> Required work:
Below are some records; quote exactly the lines from the one that contains "let map: HashMap<String, String>" through the one that contains "assert!(config.job_catalog_path.is_none());", inclusive, and no others.

> Data section:
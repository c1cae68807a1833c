use super::ExtractError;

/// Extracts the text of every page, trimmed. pdf-extract separates pages with newlines.
pub(super) fn extract(bytes: &[u8]) -> Result<String, ExtractError> {
    // pdf-extract panics on some malformed inputs rather than returning an error.
    let result = std::panic::catch_unwind(|| pdf_extract::extract_text_from_mem(bytes));

    match result {
        Ok(Ok(text)) => Ok(text.trim().to_string()),
        Ok(Err(e)) => Err(ExtractError::ParseFailure(format!("unreadable PDF: {e}"))),
        Err(_) => Err(ExtractError::ParseFailure(
            "unreadable PDF: decoder aborted".to_string(),
        )),
    }
}

#[cfg(test)]
mod tests {
    use super::*;

    /// Minimal PDF with one Helvetica text line per page and a correct xref table.
    fn pdf_with_pages(lines: &[&str]) -> Vec<u8> {
        let page_count = lines.len();
        let font_id = 3 + 2 * page_count;
        let kids: Vec<String> = (0..page_count).map(|i| format!("{} 0 R", 3 + 2 * i)).collect();

        let mut objects = vec![
            "<< /Type /Catalog /Pages 2 0 R >>".to_string(),
            format!(
                "<< /Type /Pages /Kids [{}] /Count {page_count} >>",
                kids.join(" ")
            ),
        ];
        for (i, line) in lines.iter().enumerate() {
            let content = format!("BT /F1 24 Tf 72 700 Td ({line}) Tj ET");
            objects.push(format!(
                "<< /Type /Page /Parent 2 0 R /MediaBox [0 0 612 792] \
                 /Resources << /Font << /F1 {font_id} 0 R >> >> /Contents {} 0 R >>",
                4 + 2 * i
            ));
            objects.push(format!(
                "<< /Length {} >>\nstream\n{content}\nendstream",
                content.len()
            ));
        }
        objects.push(
            "<< /Type /Font /Subtype /Type1 /BaseFont /Helvetica /Encoding /WinAnsiEncoding >>"
                .to_string(),
        );

        let mut pdf = b"%PDF-1.4\n".to_vec();
        let mut offsets = Vec::with_capacity(objects.len());
        for (i, body) in objects.iter().enumerate() {
            offsets.push(pdf.len());
            pdf.extend_from_slice(format!("{} 0 obj\n{body}\nendobj\n", i + 1).as_bytes());
        }
        let xref_offset = pdf.len();
        let mut xref = format!("xref\n0 {}\n0000000000 65535 f \n", objects.len() + 1);
        for offset in offsets {
            xref.push_str(&format!("{offset:010} 00000 n \n"));
        }
        xref.push_str(&format!(
            "trailer\n<< /Size {} /Root 1 0 R >>\nstartxref\n{xref_offset}\n%%EOF\n",
            objects.len() + 1
        ));
        pdf.extend_from_slice(xref.as_bytes());
        pdf
    }

    #[test]
    fn test_pages_are_extracted_in_order() {
        let text = extract(&pdf_with_pages(&["Summary", "Experience"])).unwrap();

        let first = text.find("Summary").expect("first page text");
        let second = text.find("Experience").expect("second page text");
        assert!(first < second, "{text:?}");
        assert!(text[first..second].contains('\n'), "{text:?}");
        assert_eq!(text, text.trim());
    }

    #[test]
    fn test_single_page_is_trimmed() {
        let text = extract(&pdf_with_pages(&["JaneDoe"])).unwrap();
        assert_eq!(text, "JaneDoe");
    }

    #[test]
    fn test_garbage_is_parse_failure() {
        let err = extract(b"this is not a pdf at all").unwrap_err();
        assert!(matches!(err, ExtractError::ParseFailure(_)));
    }

    #[test]
    fn test_empty_buffer_is_parse_failure() {
        assert!(matches!(extract(&[]), Err(ExtractError::ParseFailure(_))));
    }
}
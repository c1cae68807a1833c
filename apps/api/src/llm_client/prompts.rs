// Shared prompt fragments. The screening steps keep their own templates in
// screening::prompts; this file holds the cross-cutting pieces.

/// Appended to prompts whose answer must be a bare value with no commentary.
pub const BARE_ANSWER_INSTRUCTION: &str =
    "Do not add explanations, punctuation, or any other text.";

/// Appended to prompts whose output is shown to the candidate verbatim.
pub const NO_SIGNATURE_INSTRUCTION: &str = "Address the candidate directly. \
    Do NOT end with a letter closing or signature block, and never include \
    placeholders such as [Your Name] or [Your Position].";

/// Replaces every `{name}` placeholder in `template` with its value in a single pass.
/// Substituted values are copied through as-is, never scanned for placeholders.
pub fn render(template: &str, vars: &[(&str, &str)]) -> String {
    let mut out = String::with_capacity(template.len());
    let mut rest = template;
    while let Some(open) = rest.find('{') {
        out.push_str(&rest[..open]);
        let after = &rest[open + 1..];
        let substitution = after.find('}').and_then(|close| {
            let name = &after[..close];
            vars.iter()
                .find(|(var, _)| *var == name)
                .map(|(_, value)| (close, *value))
        });
        match substitution {
            Some((close, value)) => {
                out.push_str(value);
                rest = &after[close + 1..];
            }
            None => {
                out.push('{');
                rest = after;
            }
        }
    }
    out.push_str(rest);
    out
}

/// Returns at most `max_chars` characters of `text`, never splitting a character.
pub fn truncate_chars(text: &str, max_chars: usize) -> &str {
    match text.char_indices().nth(max_chars) {
        Some((idx, _)) => &text[..idx],
        None => text,
    }
}
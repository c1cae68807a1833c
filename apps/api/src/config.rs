use std::path::PathBuf;
use std::time::Duration;

use thiserror::Error;

use crate::screening::decision::RoutingPolicy;

pub const DEFAULT_MODEL: &str = "gpt-4o-mini";
pub const DEFAULT_BASE_URL: &str = "https://api.openai.com/v1";
const PLACEHOLDER_API_KEY: &str = "your_openai_api_key_here";
const DEFAULT_MAX_UPLOAD_BYTES: usize = 10 * 1024 * 1024;

/// Startup configuration problems. Any of these keeps the service from accepting applications.
#[derive(Debug, Error)]
pub enum ConfigError {
    #[error("Required environment variable '{0}' is not set")]
    Missing(&'static str),

    #[error("Environment variable '{0}' still holds the placeholder value; set a real API key")]
    Placeholder(&'static str),

    #[error("Environment variable '{key}' has an invalid value '{value}': {reason}")]
    Invalid {
        key: &'static str,
        value: String,
        reason: String,
    },

    #[error("Model endpoint check failed: {0}")]
    ModelUnavailable(String),
}

/// Application configuration loaded from environment variables.
/// Startup aborts if the model credential is missing.
#[derive(Debug, Clone)]
pub struct Config {
    pub openai_api_key: String,
    pub openai_model: String,
    pub openai_base_url: String,
    pub llm_timeout: Duration,
    pub llm_startup_check: bool,
    pub job_catalog_path: Option<PathBuf>,
    pub max_upload_bytes: usize,
    pub routing: RoutingPolicy,
    pub port: u16,
    pub rust_log: String,
}

impl Config {
    pub fn from_env() -> Result<Self, ConfigError> {
        dotenvy::dotenv().ok(); // load .env if present; ignore if missing

        Self::from_lookup(|key| std::env::var(key).ok())
    }

    /// Builds the configuration from an arbitrary key lookup.
    pub fn from_lookup<F>(lookup: F) -> Result<Self, ConfigError>
    where
        F: Fn(&str) -> Option<String>,
    {
        let openai_api_key = require_env(&lookup, "OPENAI_API_KEY")?;
        if openai_api_key == PLACEHOLDER_API_KEY {
            return Err(ConfigError::Placeholder("OPENAI_API_KEY"));
        }

        let defaults = RoutingPolicy::default();
        let routing = RoutingPolicy {
            interview_threshold: parse_env(
                &lookup,
                "INTERVIEW_SCORE_THRESHOLD",
                defaults.interview_threshold,
            )?,
            escalation_threshold: parse_env(
                &lookup,
                "ESCALATION_SCORE_THRESHOLD",
                defaults.escalation_threshold,
            )?,
        };

        Ok(Config {
            openai_api_key,
            openai_model: optional_env(&lookup, "OPENAI_MODEL")
                .unwrap_or_else(|| DEFAULT_MODEL.to_string()),
            openai_base_url: optional_env(&lookup, "OPENAI_BASE_URL")
                .map(|url| url.trim_end_matches('/').to_string())
                .unwrap_or_else(|| DEFAULT_BASE_URL.to_string()),
            llm_timeout: Duration::from_secs(parse_env(&lookup, "LLM_TIMEOUT_SECS", 60u64)?),
            llm_startup_check: parse_env(&lookup, "LLM_STARTUP_CHECK", true)?,
            job_catalog_path: optional_env(&lookup, "JOB_CATALOG_PATH").map(PathBuf::from),
            max_upload_bytes: parse_env(&lookup, "MAX_UPLOAD_BYTES", DEFAULT_MAX_UPLOAD_BYTES)?,
            routing,
            port: parse_env(&lookup, "PORT", 8080u16)?,
            rust_log: optional_env(&lookup, "RUST_LOG").unwrap_or_else(|| "info".to_string()),
        })
    }
}

fn optional_env<F>(lookup: &F, key: &str) -> Option<String>
where
    F: Fn(&str) -> Option<String>,
{
    lookup(key)
        .map(|v| v.trim().to_string())
        .filter(|v| !v.is_empty())
}

fn require_env<F>(lookup: &F, key: &'static str) -> Result<String, ConfigError>
where
    F: Fn(&str) -> Option<String>,
{
    optional_env(lookup, key).ok_or(ConfigError::Missing(key))
}

fn parse_env<F, T>(lookup: &F, key: &'static str, default: T) -> Result<T, ConfigError>
where
    F: Fn(&str) -> Option<String>,
    T: std::str::FromStr,
    T::Err: std::fmt::Display,
{
    match optional_env(lookup, key) {
        None => Ok(default),
        Some(value) => value.parse::<T>().map_err(|e| ConfigError::Invalid {
            key,
            reason: e.to_string(),
            value,
        }),
    }
}

#[cfg(test)]
pub(crate) fn test_config() -> Config {
    Config::from_lookup(|key| match key {
        "OPENAI_API_KEY" => Some("sk-test".to_string()),
        "LLM_STARTUP_CHECK" => Some("false".to_string()),
        _ => None,
    })
    .expect("test config is valid")
}

#[cfg(test)]
mod tests {
    use super::*;
    use std::collections::HashMap;

    fn lookup_from(pairs: &[(&str, &str)]) -> impl Fn(&str) -> Option<String> {
        let map: HashMap<String, String> = pairs
            .iter()
            .map(|(k, v)| (k.to_string(), v.to_string()))
            .collect();
        move |key| map.get(key).cloned()
    }

    #[test]
    fn test_missing_api_key_is_fatal() {
        let err = Config::from_lookup(lookup_from(&[])).unwrap_err();
        assert!(matches!(err, ConfigError::Missing("OPENAI_API_KEY")));
        assert!(err.to_string().contains("OPENAI_API_KEY"));
    }

    #[test]
    fn test_blank_api_key_counts_as_missing() {
        let err = Config::from_lookup(lookup_from(&[("OPENAI_API_KEY", "   ")])).unwrap_err();
        assert!(matches!(err, ConfigError::Missing(_)));
    }

    #[test]
    fn test_placeholder_api_key_is_rejected() {
        let err = Config::from_lookup(lookup_from(&[(
            "OPENAI_API_KEY",
            "your_openai_api_key_here",
        )]))
        .unwrap_err();
        assert!(matches!(err, ConfigError::Placeholder(_)));
    }

    #[test]
    fn test_defaults_applied() {
        let config = Config::from_lookup(lookup_from(&[("OPENAI_API_KEY", "sk-abc")])).unwrap();
        assert_eq!(config.openai_model, DEFAULT_MODEL);
        assert_eq!(config.openai_base_url, DEFAULT_BASE_URL);
        assert_eq!(config.llm_timeout, Duration::from_secs(60));
        assert!(config.llm_startup_check);
        assert!(config.job_catalog_path.is_none());
        assert_eq!(config.max_upload_bytes, 10 * 1024 * 1024);
        assert_eq!(config.routing, RoutingPolicy::default());
        assert_eq!(config.port, 8080);
        assert_eq!(config.rust_log, "info");
    }

    #[test]
    fn test_overrides_applied() {
        let config = Config::from_lookup(lookup_from(&[
            ("OPENAI_API_KEY", "sk-abc"),
            ("OPENAI_MODEL", "gpt-4o"),
            ("OPENAI_BASE_URL", "http://localhost:11434/v1/"),
            ("LLM_TIMEOUT_SECS", "5"),
            ("LLM_STARTUP_CHECK", "false"),
            ("JOB_CATALOG_PATH", "/etc/jobs.json"),
            ("INTERVIEW_SCORE_THRESHOLD", "8"),
            ("ESCALATION_SCORE_THRESHOLD", "6.5"),
            ("PORT", "9000"),
        ]))
        .unwrap();
        assert_eq!(config.openai_model, "gpt-4o");
        assert_eq!(config.openai_base_url, "http://localhost:11434/v1");
        assert_eq!(config.llm_timeout, Duration::from_secs(5));
        assert!(!config.llm_startup_check);
        assert_eq!(config.job_catalog_path, Some(PathBuf::from("/etc/jobs.json")));
        assert_eq!(config.routing.interview_threshold, 8.0);
        assert_eq!(config.routing.escalation_threshold, 6.5);
        assert_eq!(config.port, 9000);
    }

    #[test]
    fn test_invalid_port_reports_key_and_value() {
        let err = Config::from_lookup(lookup_from(&[
            ("OPENAI_API_KEY", "sk-abc"),
            ("PORT", "eighty"),
        ]))
        .unwrap_err();
        match err {
            ConfigError::Invalid { key, value, .. } => {
                assert_eq!(key, "PORT");
                assert_eq!(value, "eighty");
            }
            other => panic!("unexpected error: {other:?}"),
        }
    }
}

> Task answer:
        let map: HashMap<String, String> = pairs
            .iter()
            .map(|(k, v)| (k.to_string(), v.to_string()))
            .collect();
        move |key| map.get(key).cloned()
    }

    #[test]
    fn test_missing_api_key_is_fatal() {
        let err = Config::from_lookup(lookup_from(&[])).unwrap_err();
        assert!(matches!(err, ConfigError::Missing("OPENAI_API_KEY")));
        assert!(err.to_string().contains("OPENAI_API_KEY"));
    }

    #[test]
    fn test_blank_api_key_counts_as_missing() {
        let err = Config::from_lookup(lookup_from(&[("OPENAI_API_KEY", "   ")])).unwrap_err();
        assert!(matches!(err, ConfigError::Missing(_)));
    }

    #[test]
    fn test_placeholder_api_key_is_rejected() {
        let err = Config::from_lookup(lookup_from(&[(
            "OPENAI_API_KEY",
            "your_openai_api_key_here",
        )]))
        .unwrap_err();
        assert!(matches!(err, ConfigError::Placeholder(_)));
    }

    #[test]
    fn test_defaults_applied() {
        let config = Config::from_lookup(lookup_from(&[("OPENAI_API_KEY", "sk-abc")])).unwrap();
        assert_eq!(config.openai_model, DEFAULT_MODEL);
        assert_eq!(config.openai_base_url, DEFAULT_BASE_URL);
        assert_eq!(config.llm_timeout, Duration::from_secs(60));
        assert!(config.llm_startup_check);
        assert!(config.job_catalog_path.is_none());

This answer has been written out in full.